» **Prompt**
Repeat each entry in the listing word for word.
☆ ☆ ☆ ☆
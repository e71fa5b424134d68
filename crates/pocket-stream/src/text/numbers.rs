//! Number to word conversion used by the normalizer

const ONES: [&str; 20] = [
    "", "one", "two", "three", "four", "five", "six", "seven", "eight", "nine", "ten", "eleven",
    "twelve", "thirteen", "fourteen", "fifteen", "sixteen", "seventeen", "eighteen", "nineteen",
];

const TENS: [&str; 10] = [
    "", "", "twenty", "thirty", "forty", "fifty", "sixty", "seventy", "eighty", "ninety",
];

const ORDINAL_ONES: [&str; 20] = [
    "", "first", "second", "third", "fourth", "fifth", "sixth", "seventh", "eighth", "ninth",
    "tenth", "eleventh", "twelfth", "thirteenth", "fourteenth", "fifteenth", "sixteenth",
    "seventeenth", "eighteenth", "nineteenth",
];

const ORDINAL_TENS: [&str; 10] = [
    "", "", "twentieth", "thirtieth", "fortieth", "fiftieth", "sixtieth", "seventieth",
    "eightieth", "ninetieth",
];

const DIGITS: [&str; 10] = [
    "zero", "one", "two", "three", "four", "five", "six", "seven", "eight", "nine",
];

/// Cardinal reading: 1234 -> "one thousand two hundred thirty four"
pub fn number_to_words(num: u64) -> String {
    if num == 0 {
        return "zero".to_string();
    }
    convert(num)
}

fn convert(n: u64) -> String {
    match n {
        0..=19 => ONES[n as usize].to_string(),
        20..=99 => {
            let tens = TENS[(n / 10) as usize];
            match n % 10 {
                0 => tens.to_string(),
                ones => format!("{} {}", tens, ONES[ones as usize]),
            }
        }
        100..=999 => scaled(n, 100, "hundred"),
        1_000..=999_999 => scaled(n, 1_000, "thousand"),
        1_000_000..=999_999_999 => scaled(n, 1_000_000, "million"),
        _ => scaled(n, 1_000_000_000, "billion"),
    }
}

fn scaled(n: u64, unit: u64, word: &str) -> String {
    let head = convert(n / unit);
    match n % unit {
        0 => format!("{} {}", head, word),
        rest => format!("{} {} {}", head, word, convert(rest)),
    }
}

/// Year-style reading for integers in 1001..=2999.
///
/// 1984 -> "nineteen eighty four", 1905 -> "nineteen oh five",
/// 1900 -> "nineteen hundred", 2005 -> "two thousand five".
pub fn year_to_words(num: u64) -> String {
    match num {
        2000 => "two thousand".to_string(),
        2001..=2009 => format!("two thousand {}", number_to_words(num % 100)),
        _ if num % 100 == 0 => format!("{} hundred", number_to_words(num / 100)),
        _ => {
            let high = convert(num / 100);
            let low = num % 100;
            if low < 10 {
                format!("{} oh {}", high, ONES[low as usize])
            } else {
                format!("{} {}", high, convert(low))
            }
        }
    }
}

/// Whether an integer is read as a year rather than a cardinal.
pub fn is_year_like(num: u64) -> bool {
    num > 1000 && num < 3000
}

pub fn ordinal_to_words(num: u64) -> String {
    if num < 20 {
        let word = ORDINAL_ONES[num as usize];
        if word.is_empty() {
            return format!("{}th", number_to_words(num));
        }
        return word.to_string();
    }
    if num < 100 {
        let tens = (num / 10) as usize;
        return match num % 10 {
            0 => ORDINAL_TENS[tens].to_string(),
            ones => format!("{} {}", TENS[tens], ORDINAL_ONES[ones as usize]),
        };
    }

    let cardinal = number_to_words(num);
    if let Some(stem) = cardinal.strip_suffix('y') {
        format!("{}ieth", stem)
    } else if let Some(stem) = cardinal.strip_suffix("one") {
        format!("{}first", stem)
    } else if let Some(stem) = cardinal.strip_suffix("two") {
        format!("{}second", stem)
    } else if let Some(stem) = cardinal.strip_suffix("three") {
        format!("{}third", stem)
    } else if let Some(stem) = cardinal.strip_suffix("ve") {
        format!("{}fth", stem)
    } else if let Some(stem) = cardinal.strip_suffix('e') {
        format!("{}th", stem)
    } else if cardinal.ends_with('t') {
        format!("{}h", cardinal)
    } else {
        format!("{}th", cardinal)
    }
}

/// Read a digit string one digit at a time: "099" -> "zero nine nine"
pub fn digits_to_words(digits: &str) -> String {
    digits
        .chars()
        .filter_map(|c| c.to_digit(10))
        .map(|d| DIGITS[d as usize])
        .collect::<Vec<_>>()
        .join(" ")
}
☆ ☆ ☆ ☆
» **Written reply**
repository e71fa5b424134d68
filename crates/pocket-stream/src/text/numbers.rs
//! Number to word conversion used by the normalizer

const ONES: [&str; 20] = [
    "", "one", "two", "three", "four", "five", "six", "seven", "eight", "nine", "ten", "eleven",
    "twelve", "thirteen", "fourteen", "fifteen", "sixteen", "seventeen", "eighteen", "nineteen",
];

const TENS: [&str; 10] = [
    "", "", "twenty", "thirty", "forty", "fifty", "sixty", "seventy", "eighty", "ninety",
];

const ORDINAL_ONES: [&str; 20] = [
    "", "first", "second", "third", "fourth", "fifth", "sixth", "seventh", "eighth", "ninth",
    "tenth", "eleventh", "twelfth", "thirteenth", "fourteenth", "fifteenth", "sixteenth",
    "seventeenth", "eighteenth", "nineteenth",
];

const ORDINAL_TENS: [&str; 10] = [
    "", "", "twentieth", "thirtieth", "fortieth", "fiftieth", "sixtieth", "seventieth",
    "eightieth", "ninetieth",
];

const DIGITS: [&str; 10] = [
    "zero", "one", "two", "three", "four", "five", "six", "seven", "eight", "nine",
];

/// Cardinal reading: 1234 -> "one thousand two hundred thirty four"
pub fn number_to_words(num: u64) -> String {
    if num == 0 {
        return "zero".to_string();
    }
    convert(num)
}

fn convert(n: u64) -> String {
    match n {
        0..=19 => ONES[n as usize].to_string(),
        20..=99 => {
            let tens = TENS[(n / 10) as usize];
            match n % 10 {
                0 => tens.to_string(),
                ones => format!("{} {}", tens, ONES[ones as usize]),
            }
        }
        100..=999 => scaled(n, 100, "hundred"),
        1_000..=999_999 => scaled(n, 1_000, "thousand"),
        1_000_000..=999_999_999 => scaled(n, 1_000_000, "million"),
        _ => scaled(n, 1_000_000_000, "billion"),
    }
}

fn scaled(n: u64, unit: u64, word: &str) -> String {
    let head = convert(n / unit);
    match n % unit {
        0 => format!("{} {}", head, word),
        rest => format!("{} {} {}", head, word, convert(rest)),
    }
}

/// Year-style reading for integers in 1001..=2999.
///
/// 1984 -> "nineteen eighty four", 1905 -> "nineteen oh five",
/// 1900 -> "nineteen hundred", 2005 -> "two thousand five".
pub fn year_to_words(num: u64) -> String {
    match num {
        2000 => "two thousand".to_string(),
        2001..=2009 => format!("two thousand {}", number_to_words(num % 100)),
        _ if num % 100 == 0 => format!("{} hundred", number_to_words(num / 100)),
        _ => {
            let high = convert(num / 100);
            let low = num % 100;
            if low < 10 {
                format!("{} oh {}", high, ONES[low as usize])
            } else {
                format!("{} {}", high, convert(low))
            }
        }
    }
}

/// Whether an integer is read as a year rather than a cardinal.
pub fn is_year_like(num: u64) -> bool {
    num > 1000 && num < 3000
}

pub fn ordinal_to_words(num: u64) -> String {
    if num < 20 {
        let word = ORDINAL_ONES[num as usize];
        if word.is_empty() {
            return format!("{}th", number_to_words(num));
        }
        return word.to_string();
    }
    if num < 100 {
        let tens = (num / 10) as usize;
        return match num % 10 {
            0 => ORDINAL_TENS[tens].to_string(),
            ones => format!("{} {}", TENS[tens], ORDINAL_ONES[ones as usize]),
        };
    }

    let cardinal = number_to_words(num);
    if let Some(stem) = cardinal.strip_suffix('y') {
        format!("{}ieth", stem)
    } else if let Some(stem) = cardinal.strip_suffix("one") {
        format!("{}first", stem)
    } else if let Some(stem) = cardinal.strip_suffix("two") {
        format!("{}second", stem)
    } else if let Some(stem) = cardinal.strip_suffix("three") {
        format!("{}third", stem)
    } else if let Some(stem) = cardinal.strip_suffix("ve") {
        format!("{}fth", stem)
    } else if let Some(stem) = cardinal.strip_suffix('e') {
        format!("{}th", stem)
    } else if cardinal.ends_with('t') {
        format!("{}h", cardinal)
    } else {
        format!("{}th", cardinal)
    }
}

/// Read a digit string one digit at a time: "099" -> "zero nine nine"
pub fn digits_to_words(digits: &str) -> String {
    digits
        .chars()
        .filter_map(|c| c.to_digit(10))
        .map(|d| DIGITS[d as usize])
        .collect::<Vec<_>>()
        .join(" ")
}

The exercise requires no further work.